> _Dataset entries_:
*** Block opens ***

use crate::models::clock::ClockSnapshot;
use crate::models::errors::ProtocolError;
use crate::models::types::{EndReason, Seat, Side, TimeControl, TimeControlKind};
use actix::{Message, Recipient};
use log::warn;
use serde::{Deserialize, Serialize};

/// Message sent from client to server. Requests are a closed set; anything
/// that does not parse into one of these is answered with `bad_request`.
#[derive(Serialize, Deserialize, Debug, Clone, PartialEq)]
#[serde(tag = "type", rename_all = "snake_case")]
pub enum ClientRequest {
    CreateRoom {
        time_control: TimeControlKind,
    },
    JoinRoom {
        code: String,
    },
    MakeMove {
        room_code: String,
        #[serde(rename = "move")]
        mv: String,
    },
    OfferDraw {
        room_code: String,
    },
    AcceptDraw {
        room_code: String,
    },
    DeclineDraw {
        room_code: String,
    },
    Resign {
        room_code: String,
    },
    RequestRematch {
        room_code: String,
    },
    AcceptRematch {
        room_code: String,
    },
    DeclineRematch {
        room_code: String,
    },
    ResetGame {
        room_code: String,
    },
}

/// Message sent from server to client.
#[derive(Serialize, Deserialize, Debug, Clone, PartialEq)]
#[serde(tag = "type", rename_all = "snake_case")]
pub enum ServerEvent {
    RoomCreated {
        code: String,
        time_control: TimeControl,
    },
    SeatAssigned {
        seat: Seat,
    },
    Error {
        reason: String,
        message: String,
    },
    MoveRejected {
        reason: String,
        explanation: String,
    },
    PositionUpdate {
        fen: String,
    },
    MoveResult {
        by: Side,
        #[serde(rename = "move")]
        mv: String,
        explanation: String,
    },
    ClockUpdate {
        white_ms: u64,
        black_ms: u64,
        active: Option<Side>,
    },
    GameOver {
        reason: EndReason,
        winner: Option<Side>,
    },
    DrawOffered {
        by: Side,
    },
    DrawDeclined {
        by: Side,
    },
    RematchOffered {
        by: Side,
    },
    RematchAccepted,
    RematchDeclined {
        by: Side,
    },
    GameReset {
        by: Side,
    },
    SeatChanged {
        white_occupied: bool,
        black_occupied: bool,
        spectators: usize,
    },
}

impl ServerEvent {
    /// General rejection, delivered to the offending requester only.
    pub fn rejection(err: &ProtocolError) -> ServerEvent {
        ServerEvent::Error {
            reason: err.reason().to_string(),
            message: err.to_string(),
        }
    }

    /// Rejection specific to the move pipeline.
    pub fn move_rejected(err: &ProtocolError) -> ServerEvent {
        ServerEvent::MoveRejected {
            reason: err.reason().to_string(),
            explanation: err.to_string(),
        }
    }

    pub fn clock_update(snapshot: ClockSnapshot) -> ServerEvent {
        ServerEvent::ClockUpdate {
            white_ms: snapshot.white_ms,
            black_ms: snapshot.black_ms,
            active: snapshot.active,
        }
    }
}

/// One serialized event, pushed to a single connection's WebSocket.
#[derive(Message)]
#[rtype(result = "()")]
pub struct Outbound(pub String);

/// Serialize and deliver one event to one connection.
pub fn send_event(out: &Recipient<Outbound>, event: &ServerEvent) {
    match serde_json::to_string(event) {
        Ok(text) => out.do_send(Outbound(text)),
        Err(err) => warn!("failed to serialize event: {}", err),
    }
}

#[cfg(test)]
mod tests {
    use super::*;

    #[test]
    fn requests_parse_from_tagged_json() {
        let parsed: ClientRequest =
            serde_json::from_str(r#"{"type":"create_room","time_control":"blitz"}"#).unwrap();
        assert_eq!(
            parsed,
            ClientRequest::CreateRoom {
                time_control: TimeControlKind::Blitz
            }
        );

        let parsed: ClientRequest =
            serde_json::from_str(r#"{"type":"make_move","room_code":"AB12CD","move":"e2e4"}"#)
                .unwrap();
        assert_eq!(
            parsed,
            ClientRequest::MakeMove {
                room_code: "AB12CD".to_string(),
                mv: "e2e4".to_string(),
            }
        );
    }

    #[test]
    fn unknown_request_types_fail_to_parse() {
        assert!(serde_json::from_str::<ClientRequest>(r#"{"type":"shout"}"#).is_err());
        assert!(serde_json::from_str::<ClientRequest>(r#"{"move":"e2e4"}"#).is_err());
    }

    #[test]
    fn events_serialize_with_type_tags() {
        let json = serde_json::to_string(&ServerEvent::MoveResult {
            by: Side::White,
            mv: "e2e4".to_string(),
            explanation: "white plays e2e4".to_string(),
        })
        .unwrap();
        assert!(json.contains(r#""type":"move_result""#));
        assert!(json.contains(r#""move":"e2e4""#));

        let json = serde_json::to_string(&ServerEvent::RematchAccepted).unwrap();
        assert_eq!(json, r#"{"type":"rematch_accepted"}"#);
    }

    #[test]
    fn rejection_events_carry_reason_codes() {
        let event = ServerEvent::rejection(&ProtocolError::RoomNotFound {
            code: "ZZZZZZ".to_string(),
        });
        match event {
            ServerEvent::Error { reason, message } => {
                assert_eq!(reason, "room_not_found");
                assert!(message.contains("ZZZZZZ"));
            }
            other => panic!("unexpected event: {other:?}"),
        }
    }
}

*** Block closes ***

> _About this task_:
Wherever a line of the records above contains the string "enum", copy that line out.

> _Your response_:
pub enum ClientRequest {
pub enum ServerEvent {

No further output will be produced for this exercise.